Habían sido arduas negociaciones, por cierto. El clásico se jugaba todos los años, para mediados de octubre, un año en cada barrio. Lo hacíamos desde pibes, desde los diez años. Una vuelta en mi casa, mi primo Ricardo, que vivía en el barrio de la Textil, se llenó la boca diciendo que ellos tenían un equipo invencible, con camisetas y todo. Por principio más que por convencimiento, salté ofendidísimo retrucándole que nosotros, los de acá, los de la placita, sí teníamos un equipo de novela. Sellar el desafío fue cuestión de segundos. El viejo de Pablo nos consiguió las camisetas a último momento. Eran marrones con vivos amarillos y verdes. Un asco, bah. Pero peor hubiese sido no tenerlas. Ese día ganamos 12 a 7 (a los diez años, uno no se preocupa tanto de apretar la salida y el mediocampo, y salen partidos más abiertos, con muchos goles). Tito metió ocho. No sabían cómo pararlo. Creo que fue el primer partido que Tito jugó por algo. A los catorce, se fue a probar al club y lo ficharon ahí nomás, al toque. Igual, siguió viniendo al desafío hasta los veinte, cuando se fue a jugar a Europa. Entonces se nos vino la noche. Nosotros éramos todos matungos, pero nos bastaba tirársela a Tito para que inventara algo y nos sacara del paso. A los dieciséis, cuando empezaron a ponerse piernas fuertes, convocamos a un referí de la Federación: el chino Takawara (era hijo de japoneses, pero para nosotros, y pese a sus protestas, era chino). Ricardo, que era el capitán de ellos, nos acusaba de coimeros: decía que ganábamos porque el chino andaba noviando con la hermana grande del Tanito, y que ella lo mandaba a bombear para nuestro lado. Algo de razón tal vez tendría, pero lo cierto es que, con Tito, éramos siempre banca.

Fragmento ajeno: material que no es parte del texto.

//! Shadow cascade math
//!
//! Pure functions shared by the shadow map stage, which builds the cascades,
//! and the standard pass, whose fragment logic picks one cascade per fragment.
//!
//! # Provided Functions
//!
//! - Cascade split computation (practical split scheme)
//! - Frustum corner extraction in world space
//! - Orthographic light matrices fitted to a frustum slice
//! - Cascade selection and the lit/shadowed decision

use bytemuck::{Pod, Zeroable};
use glam::{Mat4, Vec2, Vec3, Vec4};

use crate::scene::BoundingFrustum;

/// Maximum cascade count
pub const MAX_CASCADES: usize = 3;

/// One of the three cascades, nearest first
#[derive(Debug, Clone, Copy, PartialEq, Eq, Hash, PartialOrd, Ord)]
pub enum CascadeLevel {
    Near,
    Mid,
    Far,
}

impl CascadeLevel {
    pub const ALL: [CascadeLevel; MAX_CASCADES] =
        [CascadeLevel::Near, CascadeLevel::Mid, CascadeLevel::Far];

    pub fn index(&self) -> usize {
        *self as usize
    }

    pub fn from_index(index: usize) -> Option<Self> {
        Self::ALL.get(index).copied()
    }
}

/// Camera clip-space depth below which each cascade applies.
///
/// Laid out as the `DepthLimits` constant buffer.
#[repr(C)]
#[derive(Debug, Clone, Copy, PartialEq, Default, Pod, Zeroable)]
pub struct DepthCascadeLimits {
    pub near: f32,
    pub mid: f32,
    pub far: f32,
    pub _padding: f32,
}

impl DepthCascadeLimits {
    pub fn new(near: f32, mid: f32, far: f32) -> Self {
        Self {
            near,
            mid,
            far,
            _padding: 0.0,
        }
    }

    pub fn limit(&self, level: CascadeLevel) -> f32 {
        match level {
            CascadeLevel::Near => self.near,
            CascadeLevel::Mid => self.mid,
            CascadeLevel::Far => self.far,
        }
    }
}

fn in_unit_range(v: f32) -> bool {
    (0.0..=1.0).contains(&v)
}

/// Pick the cascade covering a fragment.
///
/// Cascades are tried near, mid, far. One matches when `depth` is below its
/// limit and the fragment's texture coordinates in that cascade lie within
/// [0, 1] on both axes. `None` means no shadow coverage.
pub fn select_cascade(
    depth: f32,
    limits: &DepthCascadeLimits,
    coords: [Vec2; MAX_CASCADES],
) -> Option<CascadeLevel> {
    CascadeLevel::ALL.into_iter().find(|level| {
        let uv = coords[level.index()];
        depth < limits.limit(*level) && in_unit_range(uv.x) && in_unit_range(uv.y)
    })
}

/// Light clip-space position to shadow map texture coordinates
pub fn clip_to_texture_coordinates(clip: Vec4) -> Vec2 {
    Vec2::new(clip.x / clip.w / 2.0 + 0.5, -clip.y / clip.w / 2.0 + 0.5)
}

/// Normalized depth of a light clip-space position
pub fn light_depth(clip: Vec4) -> f32 {
    clip.z / clip.w
}

/// Whether a fragment at `light_depth` is in front of the stored occluder
pub fn is_lit(light_depth: f32, stored_depth: f32, bias: f32) -> bool {
    light_depth - bias < stored_depth
}

/// Camera clip-space depth of a point `distance` in front of the camera
pub fn depth_limit_for_distance(projection: Mat4, distance: f32) -> f32 {
    (projection * Vec4::new(0.0, 0.0, -distance, 1.0)).z
}

/// Inputs of the standard pass fragment logic
#[derive(Debug, Clone, Copy)]
pub struct ShadowFragment {
    /// Camera clip-space z, before the perspective divide
    pub depth: f32,
    /// Fragment position in each cascade's light clip space
    pub light_clip: [Vec4; MAX_CASCADES],
    /// World-space unit normal
    pub normal: Vec3,
    pub surface: Vec4,
}

/// Directional lighting with cascaded shadows, as the standard pass computes it
#[derive(Debug, Clone, Copy)]
pub struct ShadowLighting {
    pub bias: f32,
    pub ambient: f32,
    pub light_direction: Vec3,
    pub light_color: Vec4,
    pub limits: DepthCascadeLimits,
}

impl ShadowLighting {
    /// Color of a fragment; `sample_depth` reads a cascade's shadow map
    pub fn shade<F>(&self, fragment: &ShadowFragment, mut sample_depth: F) -> Vec4
    where
        F: FnMut(CascadeLevel, Vec2) -> f32,
    {
        let ambient = Vec4::new(self.ambient, self.ambient, self.ambient, 1.0) * fragment.surface;
        let coords = fragment.light_clip.map(clip_to_texture_coordinates);
        let intensity = fragment.normal.dot(-self.light_direction).clamp(0.0, 1.0);
        let lit = fragment.surface * intensity * self.light_color;

        match select_cascade(fragment.depth, &self.limits, coords) {
            Some(level) => {
                let index = level.index();
                let stored = sample_depth(level, coords[index]);
                let depth = light_depth(fragment.light_clip[index]);
                if is_lit(depth, stored, self.bias) && intensity > 0.0 {
                    lit
                } else {
                    ambient
                }
            }
            None if intensity > 0.0 => lit,
            None => ambient,
        }
    }
}

/// Split distances of the practical split scheme.
///
/// `lambda` blends between uniform (`0.0`) and logarithmic (`1.0`)
/// distribution. Returns the far distance of each cascade; entries past
/// `cascade_count` are zero and the last used one is `far`.
pub fn compute_cascade_splits(
    cascade_count: usize,
    near: f32,
    far: f32,
    lambda: f32,
) -> [f32; MAX_CASCADES] {
    let mut splits = [0.0f32; MAX_CASCADES];
    let n = cascade_count.min(MAX_CASCADES);

    for (i, split) in splits.iter_mut().enumerate().take(n) {
        let p = (i + 1) as f32 / n as f32;
        let log_split = near * (far / near).powf(p);
        let uni_split = near + (far - near) * p;
        *split = lambda * log_split + (1.0 - lambda) * uni_split;
    }

    if n > 0 {
        splits[n - 1] = far;
    }
    splits
}

/// World-space corners of a perspective frustum slice, near face first
pub fn frustum_corners_world(
    view: Mat4,
    projection: Mat4,
    slice_near: f32,
    slice_far: f32,
) -> [Vec3; 8] {
    let tan_half_fov = 1.0 / projection.y_axis.y;
    let aspect = projection.y_axis.y / projection.x_axis.x;

    let h_near = tan_half_fov * slice_near;
    let w_near = h_near * aspect;
    let h_far = tan_half_fov * slice_far;
    let w_far = h_far * aspect;

    let corners_view = [
        Vec3::new(-w_near, -h_near, -slice_near),
        Vec3::new(w_near, -h_near, -slice_near),
        Vec3::new(w_near, h_near, -slice_near),
        Vec3::new(-w_near, h_near, -slice_near),
        Vec3::new(-w_far, -h_far, -slice_far),
        Vec3::new(w_far, -h_far, -slice_far),
        Vec3::new(w_far, h_far, -slice_far),
        Vec3::new(-w_far, h_far, -slice_far),
    ];

    let inv_view = view.inverse();
    corners_view.map(|c| inv_view.transform_point3(c))
}

/// Light matrices of one cascade
#[derive(Debug, Clone, Copy, PartialEq)]
pub struct CascadeView {
    pub view: Mat4,
    pub projection: Mat4,
    /// Light position used as the viewpoint of the cascade's render queue
    pub eye: Vec3,
}

impl CascadeView {
    /// Orthographic box of half size `extent` looking along `direction` from `eye`
    pub fn orthographic(eye: Vec3, direction: Vec3, extent: f32, depth: f32) -> Self {
        let direction = safe_direction(direction);
        let view = Mat4::look_at_rh(eye, eye + direction, up_for(direction));
        let projection = Mat4::orthographic_rh(-extent, extent, -extent, extent, 0.0, depth);
        Self {
            view,
            projection,
            eye,
        }
    }

    pub fn view_projection(&self) -> Mat4 {
        self.projection * self.view
    }

    /// Culling volume of the cascade, open towards the light
    pub fn frustum(&self) -> BoundingFrustum {
        BoundingFrustum::from_matrix_without_near(self.view_projection())
    }
}

impl Default for CascadeView {
    fn default() -> Self {
        Self {
            view: Mat4::IDENTITY,
            projection: Mat4::IDENTITY,
            eye: Vec3::ZERO,
        }
    }
}

fn safe_direction(direction: Vec3) -> Vec3 {
    if direction.length_squared() > 1e-6 {
        direction.normalize()
    } else {
        -Vec3::Z
    }
}

fn up_for(direction: Vec3) -> Vec3 {
    if direction.y.abs() > 0.99 {
        Vec3::X
    } else {
        Vec3::Y
    }
}

/// Fit an orthographic light box around a frustum slice.
///
/// The box is extended towards the light by `caster_extension` so casters
/// outside the slice still occlude it, and its bounds are snapped to the
/// texel grid to prevent shimmer when the camera moves.
pub fn build_cascade_view_projection(
    light_direction: Vec3,
    frustum_corners: &[Vec3; 8],
    shadow_map_size: u32,
    caster_extension: f32,
) -> CascadeView {
    let direction = safe_direction(light_direction);
    let center = frustum_corners.iter().copied().sum::<Vec3>() / 8.0;
    let view = Mat4::look_at_rh(center - direction, center, up_for(direction));

    let mut ls_min = Vec3::splat(f32::MAX);
    let mut ls_max = Vec3::splat(f32::MIN);
    for c in frustum_corners {
        let ls = view.transform_point3(*c);
        ls_min = ls_min.min(ls);
        ls_max = ls_max.max(ls);
    }

    // In the RH light view, ls_max.z faces the light
    let z_range = (ls_max.z - ls_min.z).max(1.0);
    ls_max.z += caster_extension.max(z_range);
    ls_min.z -= z_range;

    let texel_x = (ls_max.x - ls_min.x) / shadow_map_size as f32;
    let texel_y = (ls_max.y - ls_min.y) / shadow_map_size as f32;
    if texel_x > 0.0 {
        ls_min.x = (ls_min.x / texel_x).floor() * texel_x;
        ls_max.x = (ls_max.x / texel_x).ceil() * texel_x;
    }
    if texel_y > 0.0 {
        ls_min.y = (ls_min.y / texel_y).floor() * texel_y;
        ls_max.y = (ls_max.y / texel_y).ceil() * texel_y;
    }

    let projection =
        Mat4::orthographic_rh(ls_min.x, ls_max.x, ls_min.y, ls_max.y, -ls_max.z, -ls_min.z);
    let eye = view.inverse().transform_point3(Vec3::new(
        (ls_min.x + ls_max.x) / 2.0,
        (ls_min.y + ls_max.y) / 2.0,
        ls_max.z,
    ));

    CascadeView {
        view,
        projection,
        eye,
    }
}

#[cfg(test)]
mod tests {
    use super::*;

    const IN_RANGE: [Vec2; 3] = [Vec2::new(0.5, 0.5); 3];

    fn limits() -> DepthCascadeLimits {
        DepthCascadeLimits::new(0.3, 0.6, 0.9)
    }

    #[test]
    fn test_select_cascade_branches() {
        let limits = limits();
        assert_eq!(select_cascade(0.1, &limits, IN_RANGE), Some(CascadeLevel::Near));
        assert_eq!(select_cascade(0.5, &limits, IN_RANGE), Some(CascadeLevel::Mid));
        assert_eq!(select_cascade(0.8, &limits, IN_RANGE), Some(CascadeLevel::Far));
        assert_eq!(select_cascade(0.95, &limits, IN_RANGE), None);
    }

    #[test]
    fn test_select_cascade_falls_through_out_of_range_coords() {
        let coords = [Vec2::new(1.2, 0.5), Vec2::new(0.5, -0.1), Vec2::new(1.0, 0.0)];
        assert_eq!(select_cascade(0.1, &limits(), coords), Some(CascadeLevel::Far));
    }

    #[test]
    fn test_limit_is_exclusive() {
        assert_eq!(select_cascade(0.3, &limits(), IN_RANGE), Some(CascadeLevel::Mid));
        assert_eq!(select_cascade(0.9, &limits(), IN_RANGE), None);
    }

    #[test]
    fn test_zero_limits_select_nothing() {
        let limits = DepthCascadeLimits::new(0.3, 0.0, 0.0);
        assert_eq!(select_cascade(0.5, &limits, IN_RANGE), None);
    }

    #[test]
    fn test_clip_to_texture_coordinates() {
        assert_eq!(
            clip_to_texture_coordinates(Vec4::new(0.0, 0.0, 0.5, 1.0)),
            Vec2::new(0.5, 0.5)
        );
        assert_eq!(
            clip_to_texture_coordinates(Vec4::new(-2.0, 2.0, 0.0, 2.0)),
            Vec2::new(0.0, 0.0)
        );
        assert_eq!(light_depth(Vec4::new(0.0, 0.0, 1.0, 4.0)), 0.25);
    }

    #[test]
    fn test_bias_decides_lit() {
        assert!(is_lit(0.5004, 0.5, 0.0005));
        assert!(!is_lit(0.5006, 0.5, 0.0005));
    }

    fn fragment(depth: f32) -> ShadowFragment {
        ShadowFragment {
            depth,
            light_clip: [Vec4::new(0.0, 0.0, 0.5, 1.0); 3],
            normal: Vec3::Y,
            surface: Vec4::ONE,
        }
    }

    fn lighting() -> ShadowLighting {
        ShadowLighting {
            bias: 0.0005,
            ambient: 0.3,
            light_direction: -Vec3::Y,
            light_color: Vec4::ONE,
            limits: limits(),
        }
    }

    #[test]
    fn test_shade_shadowed_and_lit() {
        let lighting = lighting();
        let shadowed = lighting.shade(&fragment(0.1), |_, _| 0.2);
        assert_eq!(shadowed, Vec4::new(0.3, 0.3, 0.3, 1.0));

        let lit = lighting.shade(&fragment(0.1), |_, _| 1.0);
        assert_eq!(lit, Vec4::ONE);
    }

    #[test]
    fn test_shade_outside_cascades_never_samples() {
        let color = lighting().shade(&fragment(0.99), |_, _| panic!("sampled a shadow map"));
        assert_eq!(color, Vec4::ONE);
    }

    #[test]
    fn test_shade_samples_selected_cascade() {
        let mut sampled = Vec::new();
        lighting().shade(&fragment(0.5), |level, _| {
            sampled.push(level);
            1.0
        });
        assert_eq!(sampled, vec![CascadeLevel::Mid]);
    }

    #[test]
    fn test_cascade_splits() {
        let splits = compute_cascade_splits(3, 1.0, 100.0, 0.5);
        assert!(splits[0] < splits[1] && splits[1] < splits[2]);
        assert_eq!(splits[2], 100.0);

        let single = compute_cascade_splits(1, 1.0, 100.0, 0.5);
        assert_eq!(single, [100.0, 0.0, 0.0]);
    }

    #[test]
    fn test_depth_limits_increase_with_distance() {
        let projection = Mat4::perspective_rh(1.0, 16.0 / 9.0, 1.0, 250.0);
        let near = depth_limit_for_distance(projection, 10.0);
        let far = depth_limit_for_distance(projection, 100.0);
        assert!(near < far);
        assert!((depth_limit_for_distance(projection, 1.0)).abs() < 1e-5);
    }

    #[test]
    fn test_cascade_covers_slice() {
        let view = Mat4::look_at_rh(Vec3::new(0.0, 3.0, 0.0), Vec3::new(0.0, 2.7, -1.0), Vec3::Y);
        let projection = Mat4::perspective_rh(1.0, 16.0 / 9.0, 1.0, 250.0);
        let corners = frustum_corners_world(view, projection, 1.0, 20.0);
        let cascade = build_cascade_view_projection(
            Vec3::new(-0.3, -1.0, -0.3),
            &corners,
            2048,
            30.0,
        );

        let vp = cascade.view_projection();
        for corner in corners {
            let clip = vp * corner.extend(1.0);
            let uv = clip_to_texture_coordinates(clip);
            assert!((-1e-3..=1.0 + 1e-3).contains(&uv.x), "uv {uv:?}");
            assert!((-1e-3..=1.0 + 1e-3).contains(&uv.y), "uv {uv:?}");
            let depth = light_depth(clip);
            assert!((-1e-3..=1.0 + 1e-3).contains(&depth), "depth {depth}");
        }
    }
}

Cuando Tito se fue, la cosa se puso brava. Para colmo, al chino le salió un trabajo en Esquel y se fue a vivir allá (ya felizmente casado con la hermana del Tanito). Con árbitros menos sensibles a nuestras necesidades, y sin Tito para que la mandara guardar, empezamos a perder como yeguas. Yo me fui a vivir a la Capital, y algún otro se tomó también el buque, pero, para octubre, la cita siempre fue de fierro. Ahí me di cuenta del verdadero valor de mis amigos. Desde la partida de Tito, perdimos al hilo seis años, empatamos una vez, y perdimos otros tres consecutivos. Tuvimos que ser muy hombres para salir de la cancha año tras año con la canasta llena y estar siempre dispuestos a volver. Para colmo, para la época en que empezamos a perder, a algunos de nosotros, y también de ellos, se nos ocurrió llevar a las novias a hacer hinchada en los desafíos. Perder es terrible, pero perder con las minas mirando era intolerable. Por lo menos, hace cuatro años, y gracias a un incidente menor entre las nuestras y las de ellos, prohibimos de común acuerdo la presencia de mujeres en el público. Bah, directamente prohibimos el público. A mí se me ocurrió argüir que la presión de afuera hacía más duros los encontronazos y exacerbaba las pasiones más bajas de los protagonistas. Y ellos, con el agrande de sus victorias inapelables, nos dijeron que bueno, que de acuerdo, pero que al árbitro lo ponían ellos. Al final, acordamos hacer los partidos a puertas cerradas, y afrontamos la cuestión arbitral con un complejo sistema de elección de referís por ternas rotativas según el año, que aunque nos privó de ayudas interesantes, nos evitó bombeos innecesarios.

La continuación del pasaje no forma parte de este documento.